Encased in a sharp suit tailored short at the wrists, which accentuated his big body, boyish face and Fauntleroy haircut, Mr. Burnett sang rather pretentious lyrics in a weak voice and played minimally on beautiful electric guitars. The songs, most of them from the new album, were simple, repetitive structures, a mixture of New Orleans rhythm and Link Wray's "Rumble" and slow 1950's electric blues.

They were often vamps based in a single chord, much like background music for an independent movie about, say, a sexy, sweltering place in the American South where chrome rims glint in the noonday sun and bad things are transpiring near the tattoo parlor. They were powered by what have become two musicians' signature sounds: the drummer Jim Keltner's clomping, sensuous midtempo grooves, and Marc Ribot's loud, staccato guitar gestures with shards of dissonance.

The band had nothing to do with the show's problems. Mr. Ribot tirelessly mutated his sound with effects boxes, and put a violent energy into the more aggressive songs. He went beyond clankiness, too, playing nylon-string guitar with classical technique during "Hollywood Mecca of the Movies," an excruciating poem about identity theft and the manufacture of false personalities, read from a notebook by Mr. Burnett.

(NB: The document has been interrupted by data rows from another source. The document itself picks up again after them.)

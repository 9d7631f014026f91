//! Combines one page of per-source results into the accumulated feed.
//!
//! Each call receives the page's item lists in fixed source order (news
//! categories in [`Category::ALL`](crate::source::Category::ALL) order or the
//! news search, then movies, then social).  Failed or skipped fetches are
//! passed as empty lists.  The lists are interleaved and then either replace
//! the buffer (first page) or are appended to it.

use rand::rngs::StdRng;
use rand::seq::SliceRandom;
use rand::SeedableRng;
use serde::{Deserialize, Serialize};

use crate::source::FeedItem;

/// How one page's lists are combined.
#[derive(Debug, Clone, Copy, PartialEq, Eq, Default, Serialize, Deserialize)]
#[serde(rename_all = "snake_case")]
pub enum Interleave {
    /// Concatenate, then apply a uniform random permutation.
    #[default]
    Shuffle,
    /// Take one item from each list in turn.  Deterministic.
    RoundRobin,
}

pub struct FeedMerger {
    buffer: Vec<FeedItem>,
    interleave: Interleave,
    rng: StdRng,
}

impl FeedMerger {
    /// `seed` makes shuffling reproducible; `None` seeds from OS entropy.
    pub fn new(interleave: Interleave, seed: Option<u64>) -> Self {
        let rng = match seed {
            Some(seed) => StdRng::seed_from_u64(seed),
            None => StdRng::from_entropy(),
        };
        Self {
            buffer: Vec::new(),
            interleave,
            rng,
        }
    }

    pub fn items(&self) -> &[FeedItem] {
        &self.buffer
    }

    pub fn len(&self) -> usize {
        self.buffer.len()
    }

    pub fn is_empty(&self) -> bool {
        self.buffer.is_empty()
    }

    pub fn clear(&mut self) {
        self.buffer.clear();
    }

    /// Merge one page.  Returns the number of items it contributed.
    pub fn merge(&mut self, lists: Vec<Vec<FeedItem>>, first_page: bool) -> usize {
        let page = match self.interleave {
            Interleave::Shuffle => {
                let mut combined: Vec<FeedItem> = lists.into_iter().flatten().collect();
                combined.shuffle(&mut self.rng);
                combined
            }
            Interleave::RoundRobin => round_robin(lists),
        };

        let added = page.len();
        if first_page {
            self.buffer = page;
        } else {
            self.buffer.extend(page);
        }
        added
    }
}

fn round_robin(lists: Vec<Vec<FeedItem>>) -> Vec<FeedItem> {
    let total = lists.iter().map(Vec::len).sum();
    let mut iters: Vec<_> = lists.into_iter().map(Vec::into_iter).collect();
    let mut out = Vec::with_capacity(total);
    while out.len() < total {
        for it in iters.iter_mut() {
            if let Some(item) = it.next() {
                out.push(item);
            }
        }
    }
    out
}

Mr. Keltner was just as unusual: incredibly precise within his loose rhythm, he kept a shaker in one of his stick-gripping hands at all times, got a big, plump tone from his kick drum, and never bothered to mark time on a high-hat. (There was some echo on the drum microphones, and Mr. Keltner's spacious sound let his beats ring out; there was the illusion of another drummer somewhere.)

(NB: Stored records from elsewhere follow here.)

//! Scroll-position signal that asks for the next page.
//!
//! A sentinel block is rendered after the last feed row; the fraction of it
//! that is inside the viewport is its intersection ratio.  The trigger is a
//! plain value evaluated against the current `loading`/`has_more` flags on
//! every tick, so there is no captured state that could go stale when those
//! flags flip.

pub const DEFAULT_THRESHOLD: f32 = 0.8;

#[derive(Debug, Clone, Copy, PartialEq)]
pub struct LoadMoreTrigger {
    threshold: f32,
}

impl Default for LoadMoreTrigger {
    fn default() -> Self {
        Self::new(DEFAULT_THRESHOLD)
    }
}

impl LoadMoreTrigger {
    /// `threshold` is clamped to `0.0..=1.0`.
    pub fn new(threshold: f32) -> Self {
        let threshold = if threshold.is_finite() {
            threshold.clamp(0.0, 1.0)
        } else {
            DEFAULT_THRESHOLD
        };
        Self { threshold }
    }

    pub fn threshold(&self) -> f32 {
        self.threshold
    }

    /// Whether a load-more request should be issued now.
    ///
    /// Repeated firings while a fetch is in flight are absorbed by `loading`.
    pub fn should_fire(&self, ratio: f32, loading: bool, has_more: bool) -> bool {
        ratio > 0.0 && ratio >= self.threshold && !loading && has_more
    }
}

/// Fraction of a `sentinel_len`-row block starting at row `sentinel_start`
/// that is visible in a viewport of `viewport_len` rows starting at
/// `viewport_start`.
pub fn intersection_ratio(
    viewport_start: usize,
    viewport_len: usize,
    sentinel_start: usize,
    sentinel_len: usize,
) -> f32 {
    if sentinel_len == 0 || viewport_len == 0 {
        return 0.0;
    }
    let top = viewport_start.max(sentinel_start);
    let bottom = (viewport_start + viewport_len).min(sentinel_start + sentinel_len);
    if bottom <= top {
        return 0.0;
    }
    (bottom - top) as f32 / sentinel_len as f32
}

#[cfg(test)]
mod tests {
    use super::*;

    #[test]
    fn fires_when_visible_idle_and_more_available() {
        let trigger = LoadMoreTrigger::default();
        assert!(trigger.should_fire(1.0, false, true));
        assert!(trigger.should_fire(0.8, false, true));
    }

    #[test]
    fn gated_by_ratio_loading_and_has_more() {
        let trigger = LoadMoreTrigger::default();
        assert!(!trigger.should_fire(0.5, false, true));
        assert!(!trigger.should_fire(1.0, true, true));
        assert!(!trigger.should_fire(1.0, false, false));
    }

    #[test]
    fn zero_threshold_still_needs_some_visibility() {
        let trigger = LoadMoreTrigger::new(0.0);
        assert!(!trigger.should_fire(0.0, false, true));
        assert!(trigger.should_fire(0.25, false, true));
    }

    #[test]
    fn threshold_is_clamped() {
        assert_eq!(LoadMoreTrigger::new(3.0).threshold(), 1.0);
        assert_eq!(LoadMoreTrigger::new(-1.0).threshold(), 0.0);
        assert_eq!(LoadMoreTrigger::new(f32::NAN).threshold(), DEFAULT_THRESHOLD);
    }

    #[test]
    fn ratio_of_partially_visible_sentinel() {
        // 10 items, sentinel rows 10..14, viewport rows 5..13 shows 3 of 4.
        assert_eq!(intersection_ratio(5, 8, 10, 4), 0.75);
        // Fully visible.
        assert_eq!(intersection_ratio(8, 10, 10, 4), 1.0);
        // Entirely below the viewport.
        assert_eq!(intersection_ratio(0, 8, 10, 4), 0.0);
        assert_eq!(intersection_ratio(0, 0, 0, 4), 0.0);
    }
}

Dennis Crouch played long, resonant notes on stand-up acoustic bass, and Keefus Ciancia massaged and hammered sounds out of his old keyboards; at points, his and Mr. Ribot's heavy manipulations merged and sounded alike. The music was beautifully mixed, too; Town Hall has rarely sounded so good.

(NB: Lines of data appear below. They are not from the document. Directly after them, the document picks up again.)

//! Trending and searched movies from a TMDB-compatible provider.

use async_trait::async_trait;
use serde::Deserialize;

use super::{DataSource, FeedItem, MovieItem, Page, Selector};
use crate::error::SourceError;

pub const DEFAULT_BASE_URL: &str = "https://api.themoviedb.org/3";
const POSTER_BASE: &str = "https://image.tmdb.org/t/p/w500";
const BACKDROP_BASE: &str = "https://image.tmdb.org/t/p/w1280";
const PLACEHOLDER_IMAGE: &str = "/placeholder-movie.jpg";

#[derive(Debug, Deserialize)]
struct TmdbResponse {
    #[serde(default)]
    results: Vec<TmdbMovie>,
    #[serde(default)]
    total_pages: u32,
}

#[derive(Debug, Deserialize)]
struct TmdbMovie {
    id: i64,
    title: Option<String>,
    // Providers send both missing keys and explicit nulls.
    #[serde(default)]
    overview: Option<String>,
    poster_path: Option<String>,
    backdrop_path: Option<String>,
    #[serde(default)]
    vote_average: Option<f64>,
    #[serde(default)]
    release_date: Option<String>,
}

fn image_url(base: &str, path: Option<String>) -> String {
    match path.filter(|p| !p.is_empty()) {
        Some(p) => format!("{base}{p}"),
        None => PLACEHOLDER_IMAGE.to_string(),
    }
}

pub struct TmdbSource {
    client: reqwest::Client,
    base_url: String,
    api_key: Option<String>,
}

impl TmdbSource {
    pub fn new(client: reqwest::Client, base_url: impl Into<String>, api_key: Option<String>) -> Self {
        Self {
            client,
            base_url: base_url.into().trim_end_matches('/').to_string(),
            api_key,
        }
    }

    /// Normalise a raw provider body into a [`Page`].
    pub fn parse_response(body: &[u8], page: u32) -> Result<Page, SourceError> {
        let response: TmdbResponse = serde_json::from_slice(body)?;

        let items = response
            .results
            .into_iter()
            .map(|movie| {
                FeedItem::Movie(MovieItem {
                    id: movie.id,
                    title: movie.title.unwrap_or_else(|| "(untitled)".to_string()),
                    overview: movie.overview.unwrap_or_default(),
                    poster_path: image_url(POSTER_BASE, movie.poster_path),
                    backdrop_path: image_url(BACKDROP_BASE, movie.backdrop_path),
                    vote_average: movie.vote_average.unwrap_or_default(),
                    release_date: movie.release_date.unwrap_or_default(),
                })
            })
            .collect();

        Ok(Page {
            items,
            has_more: page < response.total_pages,
        })
    }
}

#[async_trait]
impl DataSource for TmdbSource {
    fn name(&self) -> &str {
        "movies"
    }

    async fn fetch_page(&self, selector: &Selector, page: u32) -> Result<Page, SourceError> {
        let api_key = self
            .api_key
            .as_deref()
            .ok_or(SourceError::MissingApiKey("movies"))?;
        let page_str = page.to_string();

        let request = match selector {
            Selector::Default => self
                .client
                .get(format!("{}/trending/movie/week", self.base_url))
                .query(&[("api_key", api_key), ("page", page_str.as_str())]),
            Selector::Search(query) => self
                .client
                .get(format!("{}/search/movie", self.base_url))
                .query(&[
                    ("api_key", api_key),
                    ("query", query.as_str()),
                    ("page", page_str.as_str()),
                ]),
            Selector::Category(_) => {
                return Err(SourceError::Unsupported {
                    adapter: "movies",
                    selector: selector.to_string(),
                })
            }
        };

        let response = request.send().await?;
        if !response.status().is_success() {
            return Err(SourceError::Status(response.status().as_u16()));
        }
        let body = response.bytes().await?;
        let parsed = Self::parse_response(&body, page)?;
        tracing::debug!(%selector, page, items = parsed.items.len(), "movie page fetched");
        Ok(parsed)
    }
}

#[cfg(test)]
mod tests {
    use super::*;
    use crate::source::Category;
    use wiremock::matchers::{method, path, query_param};
    use wiremock::{Mock, MockServer, ResponseTemplate};

    const BODY: &str = r#"{
        "page": 1,
        "results": [
            {
                "adult": false,
                "backdrop_path": "/back.jpg",
                "genre_ids": [28],
                "id": 550,
                "original_language": "en",
                "original_title": "Fight Club",
                "overview": "An insomniac office worker...",
                "popularity": 61.4,
                "poster_path": "/poster.jpg",
                "release_date": "1999-10-15",
                "title": "Fight Club",
                "video": false,
                "vote_average": 8.4,
                "vote_count": 26280
            },
            {
                "id": 1,
                "title": "Bare",
                "poster_path": null,
                "backdrop_path": null
            }
        ],
        "total_pages": 3,
        "total_results": 42
    }"#;

    #[test]
    fn parse_response_builds_image_urls() {
        let page = TmdbSource::parse_response(BODY.as_bytes(), 1).unwrap();
        assert_eq!(page.items.len(), 2);
        assert!(page.has_more);

        let FeedItem::Movie(m) = &page.items[0] else {
            panic!("expected a movie");
        };
        assert_eq!(m.id, 550);
        assert_eq!(m.poster_path, "https://image.tmdb.org/t/p/w500/poster.jpg");
        assert_eq!(m.backdrop_path, "https://image.tmdb.org/t/p/w1280/back.jpg");

        let FeedItem::Movie(bare) = &page.items[1] else {
            panic!("expected a movie");
        };
        assert_eq!(bare.poster_path, PLACEHOLDER_IMAGE);
        assert_eq!(bare.backdrop_path, PLACEHOLDER_IMAGE);
        assert_eq!(bare.release_date, "");
    }

    #[test]
    fn null_fields_do_not_drop_the_page() {
        let body = r#"{
            "page": 2,
            "total_pages": 2,
            "results": [
                {"id": 7, "title": "Nulls", "overview": null, "poster_path": null,
                 "backdrop_path": null, "vote_average": null, "release_date": null},
                {"id": 8, "title": "Fine", "overview": "ok", "vote_average": 6.5,
                 "release_date": "2020-02-02"}
            ]
        }"#;
        let page = TmdbSource::parse_response(body.as_bytes(), 2).unwrap();
        assert_eq!(page.items.len(), 2);
        assert!(!page.has_more);

        let FeedItem::Movie(m) = &page.items[0] else {
            panic!("expected a movie");
        };
        assert_eq!(m.overview, "");
        assert_eq!(m.release_date, "");
        assert_eq!(m.vote_average, 0.0);
        assert_eq!(m.poster_path, PLACEHOLDER_IMAGE);
    }

    #[test]
    fn final_page_has_no_more() {
        let page = TmdbSource::parse_response(BODY.as_bytes(), 3).unwrap();
        assert!(!page.has_more);
    }

    #[tokio::test]
    async fn trending_and_search_use_distinct_endpoints() {
        let server = MockServer::start().await;
        Mock::given(method("GET"))
            .and(path("/trending/movie/week"))
            .respond_with(ResponseTemplate::new(200).set_body_string(BODY))
            .expect(1)
            .mount(&server)
            .await;
        Mock::given(method("GET"))
            .and(path("/search/movie"))
            .and(query_param("query", "heat"))
            .respond_with(ResponseTemplate::new(200).set_body_string(r#"{"results": [], "total_pages": 0}"#))
            .expect(1)
            .mount(&server)
            .await;

        let source = TmdbSource::new(reqwest::Client::new(), server.uri(), Some("k".into()));
        let trending = source.fetch_page(&Selector::Default, 1).await.unwrap();
        assert_eq!(trending.items.len(), 2);

        let searched = source.fetch_page(&Selector::Search("heat".into()), 1).await.unwrap();
        assert!(searched.items.is_empty());
        assert!(!searched.has_more);
    }

    #[tokio::test]
    async fn category_selector_is_unsupported() {
        let source = TmdbSource::new(reqwest::Client::new(), "http://127.0.0.1:9", Some("k".into()));
        let err = source
            .fetch_page(&Selector::Category(Category::Health), 1)
            .await
            .unwrap_err();
        assert!(matches!(err, SourceError::Unsupported { adapter: "movies", .. }));
    }
}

But the post-beatnik ponderousness of the project made it hard to endure. At all times, Mr. Burnett played the poor soul who must face the contemporary problem of existence and bear witness with vintage analog equipment. It's hard to imagine someone in his audience who hasn't already arrived at similar conclusions about the world, and at times the show felt like preaching to the choir in a boutique.